Bevacizumab may have a survival benefit for patients with metastatic CRC as third-line treatment. The benefit of bevacizumab beyond PD (BBP) has been shown in the treatment of various cancers [16] [17]. The addition of bevacizumab to oxaliplatin-based chemotherapy reduces the frequency of splenic enlargement and the rate of thrombocytopenia [18]. In CRC, the survival benefit of BBP has only been shown in second-line treatment [19] [20] [21], and no clinical data were shown to clearly demonstrate the benefit of third-line BBP. In this study, all patients had previously received bevacizumab. Approximately 66% of patients received bevacizumab through the first- to third-line treatment. Becherirat et al. reported that bevacizumab treatment needs to be maintained, because discontinuous schedules tend to trigger tumor regrowth and increase tumor resistance and cancer stem cell heterogeneity [22]. Therefore, RAS mutant CRC may require continuous administration of anti-VEGF antibodies. Although the PFS of patients with RAS mutation was worse compared with patients with wild-type RAS, the OS of patients with RAS mutation was 9.3 months, indicating that BBP as third-line treatment may have survival benefits even for patients with RAS mutation. All 32 patients included in this study had been treated with bevacizumab: 21 patients received first- and second-line treatment, while 11 received only first- and second-line treatment. Future studies should compare the efficacy of the combination treatment in both patient groups.

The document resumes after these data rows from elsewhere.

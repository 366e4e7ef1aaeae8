pub mod geometry;
pub mod pathfinding;
pub mod steering;
pub mod zone_builder;
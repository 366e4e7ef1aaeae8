//! Headless navigation flow: move commands in, agent motion and locomotion
//! changes out.

use bevy::prelude::*;
use bevy::time::TimeUpdateStrategy;
use std::time::Duration;

use navwalker::components::{Locomotion, NavAgent, NavGroupId, NavigationPath, Npc, Player};
use navwalker::events::{LocomotionChanged, MoveCommand, PointerHit};
use navwalker::plugins::navigation::{NavigationPlugin, NavigationSet};
use navwalker::plugins::scene::{level_areas, NPC_POSITION};
use navwalker::resources::{NavigationConfig, Pathfinder};
use navwalker::utils::geometry::triangulate_walkable_area;

const TICK: Duration = Duration::from_millis(50);
const MAX_TICKS: usize = 600;

#[derive(Resource, Default)]
struct ChangeLog(Vec<LocomotionChanged>);

fn record_changes(mut events: EventReader<LocomotionChanged>, mut log: ResMut<ChangeLog>) {
    log.0.extend(events.read().copied());
}

/// Helper: headless app with the demo level registered as the zone
fn create_navigation_app() -> App {
    let mut app = App::new();
    app.add_plugins(MinimalPlugins)
        .insert_resource(TimeUpdateStrategy::ManualDuration(TICK))
        .add_plugins(NavigationPlugin)
        .init_resource::<ChangeLog>()
        .add_systems(Update, record_changes.after(NavigationSet));

    let (ground, platform) = level_areas();
    let mut geometry = triangulate_walkable_area(&ground).unwrap();
    geometry.merge(&triangulate_walkable_area(&platform).unwrap());

    let zone_name = app.world().resource::<NavigationConfig>().zone_name.clone();
    app.world_mut()
        .resource_mut::<Pathfinder>()
        .register_zone(zone_name, &geometry)
        .unwrap();

    app
}

fn spawn_player(app: &mut App, position: Vec3) -> Entity {
    app.world_mut()
        .spawn((Player, NavAgent::default(), Transform::from_translation(position)))
        .id()
}

/// Runs until the agent has no path left and reports idle.
fn run_until_idle(app: &mut App, agent: Entity) -> usize {
    for tick in 0..MAX_TICKS {
        app.update();
        let world = app.world();
        let idle = world.get::<Locomotion>(agent) == Some(&Locomotion::Idle);
        let done = world.get::<NavigationPath>(agent).is_some_and(|p| p.is_empty());
        if tick > 0 && idle && done {
            return tick;
        }
    }
    panic!("agent did not come to rest within {} ticks", MAX_TICKS);
}

#[test]
fn test_walks_around_wall_to_clicked_point() {
    let mut app = create_navigation_app();
    let agent = spawn_player(&mut app, Vec3::ZERO);
    let target = Vec3::new(4.0, 0.0, 8.0);

    app.world_mut().send_event(MoveCommand {
        agent,
        hit: PointerHit::StaticPoint(target),
    });
    run_until_idle(&mut app, agent);

    let position = app.world().get::<Transform>(agent).unwrap().translation;
    assert!(position.distance(target) < 1e-3, "ended at {position}");
    assert!(app.world().get::<NavGroupId>(agent).unwrap().0.is_some());

    let log = &app.world().resource::<ChangeLog>().0;
    assert_eq!(log.len(), 2);
    assert_eq!((log[0].from, log[0].to), (Locomotion::Idle, Locomotion::Moving));
    assert_eq!((log[1].from, log[1].to), (Locomotion::Moving, Locomotion::Idle));
    assert!(log.iter().all(|change| change.agent == agent));
}

#[test]
fn test_stops_short_of_npc() {
    let mut app = create_navigation_app();
    let agent = spawn_player(&mut app, Vec3::ZERO);
    let npc = app
        .world_mut()
        .spawn((Npc, Transform::from_translation(NPC_POSITION)))
        .id();

    app.world_mut().send_event(MoveCommand {
        agent,
        hit: PointerHit::DynamicEntity(npc, NPC_POSITION),
    });
    run_until_idle(&mut app, agent);

    let position = app.world().get::<Transform>(agent).unwrap().translation;
    let gap = position.distance(NPC_POSITION);
    assert!(gap < NavAgent::default().arrival_radius, "stopped {gap} away");
    assert!(gap > 0.5, "walked into the npc ({gap})");
}

#[test]
fn test_unreachable_platform_keeps_agent_idle() {
    let mut app = create_navigation_app();
    let agent = spawn_player(&mut app, Vec3::ZERO);

    app.world_mut().send_event(MoveCommand {
        agent,
        hit: PointerHit::StaticPoint(Vec3::new(23.0, 1.5, 0.0)),
    });
    for _ in 0..10 {
        app.update();
    }

    let world = app.world();
    assert_eq!(world.get::<Transform>(agent).unwrap().translation, Vec3::ZERO);
    assert!(world.get::<NavigationPath>(agent).unwrap().is_empty());
    assert_eq!(world.get::<Locomotion>(agent), Some(&Locomotion::Idle));
    assert!(world.resource::<ChangeLog>().0.is_empty());
}

#[test]
fn test_new_command_replaces_path() {
    let mut app = create_navigation_app();
    let agent = spawn_player(&mut app, Vec3::ZERO);

    app.world_mut().send_event(MoveCommand {
        agent,
        hit: PointerHit::StaticPoint(Vec3::new(4.0, 0.0, 8.0)),
    });
    for _ in 0..5 {
        app.update();
    }

    let second = Vec3::new(-10.0, 0.0, -12.0);
    app.world_mut().send_event(MoveCommand {
        agent,
        hit: PointerHit::StaticPoint(second),
    });
    app.update();
    assert_eq!(
        app.world().get::<NavigationPath>(agent).unwrap().waypoints.last(),
        Some(&second)
    );

    run_until_idle(&mut app, agent);
    let position = app.world().get::<Transform>(agent).unwrap().translation;
    assert!(position.distance(second) < 1e-3);

    // Re-routing while moving is not a locomotion change
    assert_eq!(app.world().resource::<ChangeLog>().0.len(), 2);
}
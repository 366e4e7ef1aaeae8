use bevy::prelude::*;
use leafwing_input_manager::prelude::*;
use std::collections::HashMap;
use std::f32::consts::FRAC_PI_2;

use crate::components::{Destination, Facing, Locomotion, NavAgent, NavGroupId, NavigationPath};
use crate::events::{LocomotionChanged, MoveCommand};
use crate::plugins::input::NavAction;
use crate::resources::{NavigationConfig, NavmeshOverlay, Pathfinder};
use crate::utils::steering::steer;

/// System that turns move commands into paths.
/// Only the latest command per agent in a frame is honoured; it replaces
/// whatever path the agent was following.
pub fn pathfinding_system(
    mut commands: Commands,
    mut move_commands: EventReader<MoveCommand>,
    mut agents: Query<(&Transform, &mut NavigationPath, &mut NavGroupId), With<NavAgent>>,
    pathfinder: Res<Pathfinder>,
    config: Res<NavigationConfig>,
) {
    let mut latest: HashMap<Entity, MoveCommand> = HashMap::new();
    for command in move_commands.read() {
        latest.insert(command.agent, *command);
    }

    for (agent, command) in latest {
        let Ok((transform, mut path, mut group)) = agents.get_mut(agent) else {
            warn!("Move command for {:?}, which is not a navigation agent", agent);
            continue;
        };

        let start = transform.translation;
        let target = command.hit.position();
        commands.entity(agent).insert(Destination {
            target,
            kind: command.hit.target_kind(),
        });

        // Keep the last known group while the agent is momentarily ungrounded
        if let Some(resolved) = pathfinder.resolve_group(&config.zone_name, start) {
            group.set_if_neq(NavGroupId(Some(resolved)));
        }
        let Some(group_id) = group.0 else {
            warn!(
                "Agent at ({:.2}, {:.2}, {:.2}) is not on the navmesh",
                start.x, start.y, start.z
            );
            path.clear();
            continue;
        };

        match pathfinder.find_path_or_closest(start, target, &config.zone_name, group_id) {
            Some(waypoints) => {
                info!(
                    "Path to ({:.1}, {:.1}, {:.1}) found with {} waypoints",
                    target.x,
                    target.y,
                    target.z,
                    waypoints.len()
                );
                path.replace(waypoints);
            }
            None => {
                info!(
                    "No path to ({:.1}, {:.1}, {:.1}) in group {}",
                    target.x, target.y, target.z, group_id
                );
                path.clear();
            }
        }
    }
}

/// System that moves agents along their paths and reports idle/moving
/// transitions.
pub fn navigation_movement_system(
    mut query: Query<(
        Entity,
        &NavAgent,
        &mut Transform,
        &mut Facing,
        &mut NavigationPath,
        &mut Locomotion,
        Option<&Destination>,
    )>,
    mut changes: EventWriter<LocomotionChanged>,
    config: Res<NavigationConfig>,
    time: Res<Time>,
) {
    for (entity, agent, mut transform, mut facing, mut path, mut locomotion, destination) in &mut query {
        let kind = destination.map(|d| d.kind).unwrap_or_default();
        let params = agent.steering_params(config.waypoint_epsilon);

        let outcome = steer(
            &mut transform,
            &mut facing,
            &mut path,
            kind,
            time.delta_secs(),
            &params,
        );

        if outcome.popped && path.is_empty() {
            debug!("{:?} arrived", entity);
        }

        let from = *locomotion;
        if locomotion.set_if_neq(outcome.locomotion) {
            changes.send(LocomotionChanged {
                agent: entity,
                from,
                to: outcome.locomotion,
            });
        }
    }
}

/// Flips the navmesh overlay when the toggle action fires.
pub fn toggle_navmesh_overlay_system(
    query: Query<&ActionState<NavAction>>,
    mut overlay: ResMut<NavmeshOverlay>,
) {
    if query
        .iter()
        .any(|action_state| action_state.just_pressed(&NavAction::ToggleNavmesh))
    {
        overlay.visible = !overlay.visible;
        info!("Navmesh overlay {}", if overlay.visible { "on" } else { "off" });
    }
}

/// System that draws the remaining route from each agent to its destination.
pub fn path_visualization_system(
    query: Query<(&Transform, &NavigationPath, &Destination), With<NavAgent>>,
    mut gizmos: Gizmos,
) {
    let line_color = Color::srgba(1.0, 0.85, 0.2, 0.9);
    let lift = Vec3::Y * 0.05;

    for (transform, path, destination) in &query {
        if path.is_empty() {
            continue;
        }

        let route = std::iter::once(transform.translation)
            .chain(path.waypoints.iter().copied())
            .map(|p| p + lift);
        gizmos.linestrip(route, line_color);

        for waypoint in &path.waypoints {
            gizmos.sphere(Isometry3d::from_translation(*waypoint + lift), 0.08, line_color);
        }

        gizmos.circle(
            Isometry3d::new(destination.target + lift, Quat::from_rotation_x(FRAC_PI_2)),
            0.3,
            line_color,
        );
    }
}

/// System that draws every triangle of the active zone as a wireframe.
pub fn navmesh_debug_draw_system(
    overlay: Res<NavmeshOverlay>,
    pathfinder: Res<Pathfinder>,
    config: Res<NavigationConfig>,
    mut gizmos: Gizmos,
) {
    if !overlay.visible || !pathfinder.is_ready() {
        return;
    }
    let Some(zone) = pathfinder.zone(&config.zone_name) else {
        return;
    };

    let wire_color = Color::srgba(0.5, 0.5, 0.5, 0.5);
    let lift = Vec3::Y * 0.02;

    for group in zone.groups() {
        for node in &group.nodes {
            let [a, b, c] = zone.triangle(node);
            gizmos.linestrip([a + lift, b + lift, c + lift, a + lift], wire_color);
        }
    }
}
//! Idle/run crossfading driven by locomotion changes.

use bevy::prelude::*;

use crate::components::{Locomotion, NavAgent};
use crate::events::LocomotionChanged;
use crate::resources::NavigationConfig;

/// Animation graph of the character model and the nodes of its two clips.
#[derive(Resource, Debug, Clone)]
pub struct LocomotionClips {
    pub graph: Handle<AnimationGraph>,
    pub idle: AnimationNodeIndex,
    pub run: AnimationNodeIndex,
}

impl LocomotionClips {
    pub fn node_for(&self, locomotion: Locomotion) -> AnimationNodeIndex {
        match locomotion {
            Locomotion::Idle => self.idle,
            Locomotion::Moving => self.run,
        }
    }
}

/// Points from an agent to the `AnimationPlayer` inside its model.
#[derive(Component, Debug, Clone, Copy)]
pub struct LocomotionAnimationLink {
    pub player: Entity,
}

pub fn setup_locomotion_clips(
    mut commands: Commands,
    asset_server: Res<AssetServer>,
    mut graphs: ResMut<Assets<AnimationGraph>>,
    config: Res<NavigationConfig>,
) {
    let model = config.character_model.clone();
    let (graph, nodes) = AnimationGraph::from_clips([
        asset_server.load(GltfAssetLabel::Animation(config.idle_animation).from_asset(model.clone())),
        asset_server.load(GltfAssetLabel::Animation(config.run_animation).from_asset(model)),
    ]);

    let (Some(&idle), Some(&run)) = (nodes.first(), nodes.get(1)) else {
        error!("Animation graph is missing locomotion clips");
        return;
    };

    commands.insert_resource(LocomotionClips {
        graph: graphs.add(graph),
        idle,
        run,
    });
}

/// System that hooks up animation players as character scenes finish
/// spawning, starting the clip that matches the agent's current state.
pub fn link_animation_players_system(
    mut commands: Commands,
    mut players: Query<(Entity, &mut AnimationPlayer), Added<AnimationPlayer>>,
    parents: Query<&Parent>,
    agents: Query<&Locomotion, With<NavAgent>>,
    clips: Option<Res<LocomotionClips>>,
) {
    let Some(clips) = clips else { return };

    for (player_entity, mut player) in &mut players {
        let Some((agent, locomotion)) = parents
            .iter_ancestors(player_entity)
            .find_map(|e| agents.get(e).ok().map(|l| (e, *l)))
        else {
            continue;
        };

        let mut transitions = AnimationTransitions::new();
        transitions
            .play(&mut player, clips.node_for(locomotion), std::time::Duration::ZERO)
            .repeat();

        commands
            .entity(player_entity)
            .insert((AnimationGraphHandle(clips.graph.clone()), transitions));
        commands
            .entity(agent)
            .insert(LocomotionAnimationLink { player: player_entity });

        info!("Linked animation player {:?} to agent {:?}", player_entity, agent);
    }
}

/// System that crossfades to the clip of the new locomotion state.
pub fn locomotion_crossfade_system(
    mut changes: EventReader<LocomotionChanged>,
    links: Query<&LocomotionAnimationLink>,
    mut players: Query<(&mut AnimationPlayer, &mut AnimationTransitions)>,
    clips: Option<Res<LocomotionClips>>,
    config: Res<NavigationConfig>,
) {
    let Some(clips) = clips else {
        changes.clear();
        return;
    };

    for change in changes.read() {
        if change.from == change.to {
            continue;
        }
        let Ok(link) = links.get(change.agent) else { continue };
        let Ok((mut player, mut transitions)) = players.get_mut(link.player) else { continue };

        let node = clips.node_for(change.to);
        if transitions.get_main_animation() == Some(node) {
            continue;
        }

        transitions
            .play(&mut player, node, config.animation_blend())
            .repeat();
        debug!("{:?}: {:?} -> {:?}", change.agent, change.from, change.to);
    }
}
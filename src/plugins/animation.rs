use bevy::prelude::*;

use crate::plugins::navigation::NavigationSet;
use crate::systems::animation::{
    link_animation_players_system, locomotion_crossfade_system, setup_locomotion_clips,
};

/// Crossfades the character between idle and run as its locomotion changes.
pub struct LocomotionAnimationPlugin;

impl Plugin for LocomotionAnimationPlugin {
    fn build(&self, app: &mut App) {
        app.add_systems(Startup, setup_locomotion_clips).add_systems(
            Update,
            (link_animation_players_system, locomotion_crossfade_system)
                .chain()
                .after(NavigationSet),
        );
    }
}
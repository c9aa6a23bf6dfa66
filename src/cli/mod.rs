//! CLI layer: argument parsing, command dispatch, and subcommand implementations.

pub mod args;
mod check;
mod settings;

pub use args::*;

use std::fs;
use std::path::Path;

use clap::{Parser, Subcommand, ValueEnum};
use serde::Serialize;
use tracing::{info, warn};
use tracing_subscriber::EnvFilter;
use tracing_subscriber::filter::LevelFilter;

use mockchain::approach::{Classification, mergeable_calls};
use mockchain::config::{Config, validate_identifier};
use mockchain::convention::{Convention, chain_violates};
use mockchain::java::JavaFile;
use mockchain::rewrite::{self, ChainRewriter, ConversionReport, Document, RewritePlan, SelectedChains, Selection};
use mockchain::{ChainError, read_file_lossy};

// ─── CLI ─────────────────────────────────────────────────────────────

/// Classifies and rewrites Mockito stubbing and verification call chains in Java sources
#[derive(Parser, Debug)]
#[command(
    name = "mockchain",
    version = concat!(env!("CARGO_PKG_VERSION"), " (built ", env!("BUILD_DATETIME"), ")"),
    about,
    after_help = "\
Run 'mockchain <COMMAND> --help' for detailed options and examples.\n\
Lines are 1-based; --line L --end-line E selects every statement in between."
)]
pub(crate) struct Cli {
    #[command(subcommand)]
    pub command: Commands,

    /// Log level: error, warn, info, debug, trace (RUST_LOG overrides)
    #[arg(long, global = true, default_value = "warn")]
    pub log_level: String,

    /// Log output format on stderr
    #[arg(long, global = true, value_enum, default_value_t = LogFormat::Text)]
    pub log_format: LogFormat,
}

#[derive(ValueEnum, Debug, Clone, Copy, PartialEq, Eq)]
pub(crate) enum LogFormat {
    Text,
    Json,
}

#[derive(Subcommand, Debug)]
pub(crate) enum Commands {
    /// Show which stubbing or verification dialect the selected chain uses
    Classify(SelectionArgs),

    /// List the dialects the selected chain can be converted to
    Targets(TargetsArgs),

    /// Convert the selected chain(s) to another dialect
    Convert(ConvertArgs),

    /// Merge consecutive thenThrow/doThrow/willThrow and *Return calls
    MergeThrows(MergeArgs),

    /// Toggle throw arguments between class literals and instances
    ThrowArgs(ThrowArgsArgs),

    /// Translate between @Mock attributes and Mockito.withSettings() chains
    Settings(SettingsArgs),

    /// Turn a Mockito.mock()/spy() call into a @Mock/@Spy field
    ToField(CreationArgs),

    /// Turn a @Mock/@Spy field into a Mockito.mock()/spy() call inside one method
    ToCall(ToCallArgs),

    /// Spell out a Mockito.mock()/spy() shorthand through Mockito.withSettings()
    ExpandMock(CreationArgs),

    /// Report calls that break the enforced convention in a directory tree
    Check(CheckArgs),
}

// ─── Main entry point ───────────────────────────────────────────────

pub fn run() {
    let cli = Cli::parse();
    init_logging(&cli.log_level, cli.log_format);

    let result = match cli.command {
        Commands::Classify(args) => cmd_classify(args),
        Commands::Targets(args) => cmd_targets(args),
        Commands::Convert(args) => cmd_convert(args),
        Commands::MergeThrows(args) => cmd_merge(args),
        Commands::ThrowArgs(args) => cmd_throw_args(args),
        Commands::Settings(args) => settings::cmd_settings(args),
        Commands::ToField(args) => cmd_to_field(args),
        Commands::ToCall(args) => cmd_to_call(args),
        Commands::ExpandMock(args) => cmd_expand_mock(args),
        Commands::Check(args) => check::cmd_check(args),
    };

    if let Err(e) = result {
        eprintln!("Error: {}", e);
        std::process::exit(1);
    }
}

fn init_logging(log_level: &str, format: LogFormat) {
    let level = match log_level {
        "error" => LevelFilter::ERROR,
        "info" => LevelFilter::INFO,
        "debug" => LevelFilter::DEBUG,
        "trace" => LevelFilter::TRACE,
        _ => LevelFilter::WARN,
    };
    let filter = EnvFilter::builder()
        .with_default_directive(level.into())
        .from_env_lossy();
    let builder = tracing_subscriber::fmt()
        .with_env_filter(filter)
        .with_target(true)
        .with_writer(std::io::stderr);
    match format {
        LogFormat::Json => builder.json().init(),
        LogFormat::Text => builder.init(),
    }
}

// ─── Shared helpers ─────────────────────────────────────────────────

/// Explicit config file, else discovery from `start`; `--convention` wins over both.
pub(crate) fn resolve_config(
    start: &Path,
    explicit: Option<&Path>,
    convention: Option<Convention>,
) -> Result<Config, ChainError> {
    let mut config = match explicit {
        Some(path) => Config::load(path)?,
        None => Config::discover(start)?.0,
    };
    if convention.is_some() {
        config.convention = convention;
    }
    Ok(config)
}

struct Loaded {
    document: Document,
    file: JavaFile,
    config: Config,
}

fn load(args: &SelectionArgs) -> Result<Loaded, ChainError> {
    let (text, lossy) = read_file_lossy(&args.file)?;
    if lossy {
        warn!(file = %args.file.display(), "File is not valid UTF-8, replacement characters inserted");
    }
    let file = JavaFile::parse(text.clone())?;
    if file.has_errors() {
        warn!(file = %args.file.display(), "Java source has syntax errors, results may be incomplete");
    }
    let config = resolve_config(&args.file, args.config.as_deref(), args.convention)?;
    Ok(Loaded { document: Document::new(text), file, config })
}

/// `--line` alone is a caret, `--line`/`--end-line` a bulk range.
fn selection(file: &JavaFile, args: &SelectionArgs) -> Result<Selection, ChainError> {
    let last = args.end_line.unwrap_or(args.line);
    let span = file.line_span(args.line, last).ok_or_else(|| {
        ChainError::InvalidArgs(format!("Lines {}..={} are outside {}", args.line, last, args.file.display()))
    })?;
    if args.end_line.is_some() {
        return Ok(Selection::Range(span));
    }
    let text = file.span_text(span);
    let offset = match args.column {
        Some(column) if column > 0 => span.start + (column - 1).min(text.len()),
        _ => span.start + (text.len() - text.trim_start().len()),
    };
    Ok(Selection::Caret(offset))
}

fn in_order_base(cli_value: Option<&str>, config: &Config) -> Result<String, ChainError> {
    let base = cli_value.unwrap_or(&config.in_order_variable).to_string();
    validate_identifier(&base).map_err(ChainError::InvalidArgs)?;
    Ok(base)
}

/// Print the rewritten text, or write it back over `path`.
fn emit(text: &str, path: &Path, write: bool) -> Result<(), ChainError> {
    if write {
        fs::write(path, text)?;
        info!(file = %path.display(), "Rewrote file");
        eprintln!("Rewrote {}", path.display());
    } else {
        print!("{}", text);
    }
    Ok(())
}

fn print_json(value: &impl Serialize) -> Result<(), ChainError> {
    println!("{}", serde_json::to_string_pretty(value)?);
    Ok(())
}

// ─── classify / targets ─────────────────────────────────────────────

#[derive(Serialize, Debug)]
#[serde(rename_all = "camelCase")]
struct ChainInfo {
    line_start: usize,
    line_end: usize,
    text: String,
    calls: Vec<String>,
    /// Indices of calls that fold into the previous call of their run
    mergeable: Vec<usize>,
    /// Only with a convention configured
    #[serde(skip_serializing_if = "Option::is_none")]
    violates_convention: Option<bool>,
}

fn chain_infos(file: &JavaFile, selected: &SelectedChains, convention: Option<Convention>) -> Vec<ChainInfo> {
    selected
        .sites
        .iter()
        .map(|site| {
            let span = site.chain.span();
            let mergeable = match selected.classification {
                Classification::Stubbing(approach) => mergeable_calls(&site.chain, approach),
                Classification::Verification(_) => Vec::new(),
            };
            ChainInfo {
                line_start: file.line_of(span.start),
                line_end: file.line_of(span.end),
                text: file.span_text(span).to_string(),
                calls: site.chain.names().into_iter().map(str::to_string).collect(),
                mergeable,
                violates_convention: convention.map(|c| chain_violates(&site.chain, c)),
            }
        })
        .collect()
}

fn cmd_classify(args: SelectionArgs) -> Result<(), ChainError> {
    let loaded = load(&args)?;
    let rewriter = ChainRewriter::new(&loaded.file, loaded.config.policy());
    let selected = rewriter.select(selection(&loaded.file, &args)?)?;
    let invalid = rewriter.validate(&selected).err();
    let chains = chain_infos(&loaded.file, &selected, loaded.config.convention);

    if args.json {
        return print_json(&serde_json::json!({
            "approach": selected.classification.kind_str(),
            "presentable": selected.classification.presentable(),
            "family": selected.classification.family(),
            "bulk": selected.bulk,
            "valid": invalid.is_none(),
            "reason": invalid.as_ref().map(|r| r.to_string()),
            "chains": chains,
        }));
    }
    println!("{} ({})", selected.classification.presentable(), selected.classification.kind_str());
    for chain in &chains {
        println!("  {}:{}: {}", args.file.display(), chain.line_start, chain.calls.join(" → "));
        if !chain.mergeable.is_empty() {
            let names: Vec<&str> = chain.mergeable.iter().map(|&i| chain.calls[i].as_str()).collect();
            println!("    mergeable: {}", names.join(", "));
        }
        if let (Some(true), Some(convention)) = (chain.violates_convention, loaded.config.convention) {
            println!("    breaks the {} convention", convention);
        }
    }
    if let Some(reason) = invalid {
        println!("  not well-formed: {}", reason);
    }
    Ok(())
}

fn cmd_targets(args: TargetsArgs) -> Result<(), ChainError> {
    let loaded = load(&args.selection)?;
    let base = in_order_base(args.in_order_name.as_deref(), &loaded.config)?;
    let rewriter = ChainRewriter::new(&loaded.file, loaded.config.policy()).with_in_order_base(base);
    let selection = selection(&loaded.file, &args.selection)?;
    // Surface the reason when nothing is selectable at all.
    let selected = rewriter.select(selection)?;
    rewriter.validate(&selected)?;
    let targets = rewriter.available_targets(selection);

    if args.selection.json {
        let items: Vec<serde_json::Value> = targets
            .iter()
            .map(|t| serde_json::json!({ "target": t.as_str(), "presentable": t.presentable(), "family": t.family() }))
            .collect();
        return print_json(&items);
    }
    if targets.is_empty() {
        eprintln!("No conversion available for {}", selected.classification.presentable());
    }
    for target in targets {
        println!("{:<32} {}", target.as_str(), target.presentable());
    }
    Ok(())
}

// ─── convert ────────────────────────────────────────────────────────

#[derive(Serialize)]
struct ConvertOutput<'a> {
    #[serde(flatten)]
    report: &'a ConversionReport,
    #[serde(skip_serializing_if = "Option::is_none")]
    text: Option<&'a str>,
}

fn cmd_convert(args: ConvertArgs) -> Result<(), ChainError> {
    let Loaded { mut document, file, config } = load(&args.selection)?;
    let base = in_order_base(args.in_order_name.as_deref(), &config)?;
    let selection = selection(&file, &args.selection)?;
    let report = rewrite::convert(&mut document, selection, args.to, config.policy(), &base)?;

    if args.selection.json {
        let text = (!args.write && report.is_rewritten()).then(|| document.text());
        print_json(&ConvertOutput { report: &report, text })?;
    }
    if !report.is_rewritten() {
        return Err(ChainError::ConversionStopped {
            state: report.state.to_string().to_lowercase(),
            reason: report.reason.clone().unwrap_or_default(),
        });
    }
    eprintln!("{}", report.summary);
    if args.selection.json && !args.write {
        return Ok(());
    }
    emit(document.text(), &args.selection.file, args.write)
}

// ─── merge-throws / throw-args ──────────────────────────────────────

fn apply_plan(mut document: Document, plan: &RewritePlan, args: &SelectionArgs, write: bool) -> Result<(), ChainError> {
    document.apply(plan)?;
    if args.json {
        print_json(plan)?;
        if !write {
            return Ok(());
        }
    } else {
        eprintln!("{}", plan.summary);
    }
    emit(document.text(), &args.file, write)
}

fn cmd_merge(args: MergeArgs) -> Result<(), ChainError> {
    let loaded = load(&args.selection)?;
    let selection = selection(&loaded.file, &args.selection)?;
    let plan = ChainRewriter::new(&loaded.file, loaded.config.policy()).plan_merge(selection, args.conversion)?;
    apply_plan(loaded.document, &plan, &args.selection, args.write)
}

fn cmd_throw_args(args: ThrowArgsArgs) -> Result<(), ChainError> {
    let loaded = load(&args.selection)?;
    let selection = selection(&loaded.file, &args.selection)?;
    let plan = ChainRewriter::new(&loaded.file, loaded.config.policy()).plan_throw_arguments(selection)?;
    apply_plan(loaded.document, &plan, &args.selection, args.write)
}

// ─── Mock creation ───────────────────────────────────────────────────

/// Like [`selection`], but a bare `--line` covers the whole line so the
/// creation call need not start at its first non-blank character.
fn creation_selection(file: &JavaFile, args: &SelectionArgs) -> Result<Selection, ChainError> {
    match selection(file, args)? {
        Selection::Caret(_) if args.column.is_none() => {
            let span = file.line_span(args.line, args.line).ok_or_else(|| {
                ChainError::InvalidArgs(format!("Line {} is outside {}", args.line, args.file.display()))
            })?;
            Ok(Selection::Range(span))
        }
        other => Ok(other),
    }
}

fn cmd_to_field(args: CreationArgs) -> Result<(), ChainError> {
    let loaded = load(&args.selection)?;
    let selection = creation_selection(&loaded.file, &args.selection)?;
    let plan = rewrite::plan_creation_to_field(&loaded.file, selection)?;
    apply_plan(loaded.document, &plan, &args.selection, args.write)
}

fn cmd_to_call(args: ToCallArgs) -> Result<(), ChainError> {
    validate_identifier(&args.method).map_err(ChainError::InvalidArgs)?;
    let loaded = load(&args.selection)?;
    let selection = selection(&loaded.file, &args.selection)?;
    let plan = rewrite::plan_field_to_creation(&loaded.file, selection, &args.method)?;
    apply_plan(loaded.document, &plan, &args.selection, args.write)
}

fn cmd_expand_mock(args: CreationArgs) -> Result<(), ChainError> {
    let loaded = load(&args.selection)?;
    let selection = creation_selection(&loaded.file, &args.selection)?;
    let plan = rewrite::plan_expand_creation(&loaded.file, selection)?;
    apply_plan(loaded.document, &plan, &args.selection, args.write)
}

// ─── Tests ───────────────────────────────────────────────────────────

#[cfg(test)]
#[path = "cli_tests.rs"]
mod tests;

This study included anti-EGFR antibody naïve patients with RAS wild-type tumors. This population has the therapeutic option of anti-EGFR antibodies with or without cytotoxic agents as third-line treatment. Although anti-EGFR antibodies are generally preferred, anti-VEGF antibodies seem to be an option for patients who cannot tolerate skin toxicity. Whether anti-VEGF antibodies should be continuously administered through first- to third-line treatment should be confirmed in further clinical trials.

Neutropenia is a serious issue in TAS-102 and bevacizumab combination therapy. The incidence of grade 3 or higher neutropenia in the present study, the CTASK FORCE study and the Danish trial was 46.9%, 72% and 67%, respectively [6]. Conversely, the incidence of grade 3 or higher neutropenia in the RECOURSE study and the TERRA study was 38% and 33.2%, respectively. Therefore, TAS-102 and bevacizumab may increase the risk of grade 3 or 4 neutropenia, possibly because of increased levels of FTD in hematopoietic cells. We previously reported that grade 3 or 4 neutropenia can be suppressed by changing the administration schedule of TAS-102 [10]. However, because this was a retrospective study, we are currently conducting a prospective study [23]. Although the administration schedule of TAS-102 is different, the dose intensity is the same, so neutropenia is predicted to be reduced.

The present study had some limitations. First, the study cohort was relatively small. However, the number of cases in the CTASK FORCE study was also small, with 25 patients. Second, this was a single-arm study and not a randomized trial. At present, there has been no trial of TAS-102 plus bevacizumab as third-line treatment only. Therefore, it seems possible to set the number of cases based on this result. Despite these limitations, the current results are valuable as data for third-line chemotherapy only. This study met its primary endpoint PFS, which is comparable to the results of the C-TASK FORCE study. The combination of TAS-102 plus bevacizumab has the potential to be an option for third-line therapy for metastatic CRC.